SEKILAS TENTANG KALIMANTAN SELATAN
SEKILAS TENTANG
KALIMANTAN SELATAN
Provinsi
ini mempunyai 11 kabupaten dan 2 kota. DPRD Kalimantan Selatan dengan surat keputusan No. 2
Tahun 1989 tanggal 31 Mei 1989 menetapkan 14 Agustus 1950 sebagai Hari Jadi
Provinsi Kalimantan Selatan. Tanggal 14 Agustus 1950 melalui Peraturan
Pemerintah RIS No. 21 Tahun 1950, merupakan tanggal dibentuknya provinsi
Kalimantan, setelah pembubaran Republik Indonesia Serikat (RIS), dengan
gubernur Dokter Moerjani. Penduduk Kalimantan Selatan berjumlah 3.626.616 jiwa
(2010).
Kawasan
Kalimantan Selatan pada masa lalu merupakan bagian dari 3 kerajaan besar yang
pernah memiliki wilayah di daerah ini, yakni Kerajaan Negara Daha, Negara Dipa,
dan Kesultanan Banjar. Setelah Indonesia merdeka, Kalimantan dijadikan propinsi
tersendiri dengan Gubernur Ir. Pangeran Muhammad Noor. Sejarah pemerintahan di
Kalimantan Selatan juga diwarnai dengan terbentuknya organisasi Angkatan Laut
Republik Indonesia ( ALRI ) Divisi IV di Mojokerto, Jawa Timur yang
mempersatukan kekuatan dan pejuang asal Kalimantan yang berada di Jawa. Dengan
ditandatanganinya Perjanjian Linggarjati menyebabkan Kalimantan terpisah dari
Republik Indonesia. Dalam keadaan ini pemimpin ALRI IV mengambil langkah untuk
kedaulatan Kalimantan sebagai bagian wilayah Indonesia, melalui suatu
proklamasi yang ditandatangani oleh Gubernur ALRI Hasan Basry di Kandangan 17
Mei 1949 yang isinya menyatakan bahwa rakyat Indonesia di Kalimantan Selatan
memaklumkan berdirinya pemerintahan Gubernur tentara ALRI yang melingkupi
seluruh wilayah Kalimantan Selatan.
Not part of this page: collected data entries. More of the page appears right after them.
// SPDX-License-Identifier: MIT OR Apache-2.0
//! `Accept`/`Link`/`ETag` parsing and response-header construction,
//! including the recognised `Link rel="type"` IRIs.

use axum::http::{HeaderMap, HeaderValue};
use pkgs_error::{Error, Result};

/// The four LDP interaction-model IRIs this server recognises in a
/// request's `Link: <…>; rel="type"` header.
pub const LDP_RESOURCE: &str = "http://www.w3.org/ns/ldp#Resource";
pub const LDP_DIRECT_CONTAINER: &str = "http://www.w3.org/ns/ldp#DirectContainer";
pub const LDP_RDF_SOURCE: &str = "http://www.w3.org/ns/ldp#RDFSource";
pub const LDP_NON_RDF_SOURCE: &str = "http://www.w3.org/ns/ldp#NonRDFSource";

pub const N_QUADS: &str = "application/n-quads";
pub const LD_JSON: &str = "application/ld+json";
pub const TEXT_HTML: &str = "text/html";

/// The interaction model a `PUT`'s `Link: rel="type"` header selected.
#[derive(Debug, Clone, Copy, PartialEq, Eq)]
pub enum LinkType {
    DirectContainer,
    RdfSource,
    NonRdfSource,
}

/// Scan `headers` for `Link` values carrying `rel="type"` and return the
/// single recognised interaction model. `Unprocessable` if none or more
/// than one of `DirectContainer`/`RDFSource`/`NonRDFSource` is present:
/// exactly one is required.
pub fn parse_link_type(headers: &HeaderMap) -> Result<LinkType> {
    let mut found = Vec::new();
    for value in headers.get_all("link").iter() {
        let Ok(text) = value.to_str() else { continue };
        for entry in text.split(',') {
            if !entry.contains("rel=\"type\"") && !entry.contains("rel=type") {
                continue;
            }
            let iri = entry.trim().trim_start_matches('<');
            let iri = iri.split('>').next().unwrap_or("").trim();
            match iri {
                LDP_DIRECT_CONTAINER => found.push(LinkType::DirectContainer),
                LDP_RDF_SOURCE => found.push(LinkType::RdfSource),
                LDP_NON_RDF_SOURCE => found.push(LinkType::NonRdfSource),
                _ => {}
            }
        }
    }
    match found.len() {
        1 => Ok(found.remove(0)),
        0 => Err(Error::Unprocessable("missing Link: rel=\"type\" header".to_string())),
        _ => Err(Error::Unprocessable("ambiguous Link: rel=\"type\" header".to_string())),
    }
}

/// Pick the best representation among `offers` (in server preference
/// order) for the client's `Accept` header, defaulting to `offers[0]`
/// when the header is absent, empty, or `*/*`.
pub fn negotiate(accept: Option<&HeaderValue>, offers: &[&'static str]) -> Option<&'static str> {
    let Some(accept) = accept.and_then(|v| v.to_str().ok()) else {
        return offers.first().copied();
    };
    let requested: Vec<String> = accept
        .split(',')
        .map(|part| part.split(';').next().unwrap_or("").trim().to_ascii_lowercase())
        .filter(|s| !s.is_empty())
        .collect();
    if requested.is_empty() || requested.iter().any(|r| r == "*/*") {
        return offers.first().copied();
    }
    for want in &requested {
        if let Some(offer) = offers.iter().find(|o| o.eq_ignore_ascii_case(want)) {
            return Some(offer);
        }
    }
    None
}

/// Quote an etag value (the server always stores/compares unquoted
/// base32).
pub fn quote_etag(tag: &str) -> String {
    format!("\"{tag}\"")
}

/// Strip surrounding quotes and whitespace from a header-supplied
/// `If-Match`/`If-None-Match` value, which is compared against the
/// unquoted value.
pub fn unquote_etag(raw: &str) -> &str {
    raw.trim().trim_matches('"')
}

/// Does `header` (an `If-Match` value) match `current`? `*` matches any
/// existing resource.
pub fn if_match_ok(header: &str, current: &str) -> bool {
    let header = header.trim();
    header == "*" || unquote_etag(header) == current
}

/// Does `header` (an `If-None-Match` value) indicate the client's cached
/// copy is still fresh?
pub fn if_none_match_hit(header: &str, current: &str) -> bool {
    let header = header.trim();
    header == "*" || unquote_etag(header) == current
}

#[cfg(test)]
mod tests {
    use super::*;

    #[test]
    fn negotiate_prefers_first_requested_offer() {
        let accept = HeaderValue::from_static("application/ld+json, application/n-quads");
        let picked = negotiate(Some(&accept), &[N_QUADS, LD_JSON]);
        assert_eq!(picked, Some(LD_JSON));
    }

    #[test]
    fn negotiate_falls_back_to_default_offer() {
        let picked = negotiate(None, &[N_QUADS, LD_JSON]);
        assert_eq!(picked, Some(N_QUADS));
    }

    #[test]
    fn negotiate_rejects_unsatisfiable_accept() {
        let accept = HeaderValue::from_static("application/xml");
        let picked = negotiate(Some(&accept), &[N_QUADS, LD_JSON]);
        assert_eq!(picked, None);
    }

    #[test]
    fn if_match_wildcard_always_matches() {
        assert!(if_match_ok("*", "anything"));
        assert!(if_match_ok("\"abc\"", "abc"));
        assert!(!if_match_ok("\"abc\"", "xyz"));
    }

    #[test]
    fn parse_link_type_reads_non_rdf_source() {
        let mut headers = HeaderMap::new();
        headers.insert(
            "link",
            HeaderValue::from_str(&format!("<{LDP_NON_RDF_SOURCE}>; rel=\"type\"")).unwrap(),
        );
        assert_eq!(parse_link_type(&headers).unwrap(), LinkType::NonRdfSource);
    }

    #[test]
    fn parse_link_type_rejects_missing_header() {
        let headers = HeaderMap::new();
        assert!(parse_link_type(&headers).is_err());
    }
}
Wilayah itu dinyatakan sebagai bagian dari
wilayah RI sesuai Proklamasi kemerdekaaan 17 agustus 1945. Upaya yang dilakukan
dianggap sebagai upaya tandingan atas dibentuknya Dewan Banjar oleh Belanda.
Menyusul
kembalinya Indonesia ke bentuk negara kesatuan kehidupan pemerintahan di daerah
juga mengalamai penataaan. Di wilayah Kalimantan, penataan antara lain berupa
pemecahan daerah Kalimantan menjadi 3 propinsi masing-masing Kalimantan Barat,
Timur dan Selatan yang dituangkan dalam UU No.25 Tahun 1956. Berdasarkan UU
No.21 Tahun 1957, sebagian besar daerah sebelah barat dan utara wilayah Kalimantan
Selatan dijadikan Propinsi Kalimantan Tengah. Sedangkan UU No.27 Tahun 1959
memisahkan bagian utara dari daerah Kabupaten Kotabaru dan memasukkan wilayah
itu ke dalam kekuasaan Propinsi Kalimantan Timur. Sejak saat itu Propinsi
Kalimantan Selatan tidak lagi mengalami perubahan wilayah, dan tetap seperti
adanya. Adapun UU No.25 Tahun 1956 yang merupakan dasar pembentukan Propinsi
Kalimantan Selatan kemudian diperbaharui dengan UU No.10 Tahun 1957 dan UU
No.27 Tahun 1959.
Secara
geografis, Kalimantan Selatan berada di bagian tenggara pulau Kalimantan,
memiliki kawasan dataran rendah di bagian barat dan pantai timur, serta dataran
tinggi yang dibentuk oleh Pegunungan Meratus di tengah.
Usaha
perikanan tangkap di Sulawesi Selatan dilaksanakan di laut dan perairan umum.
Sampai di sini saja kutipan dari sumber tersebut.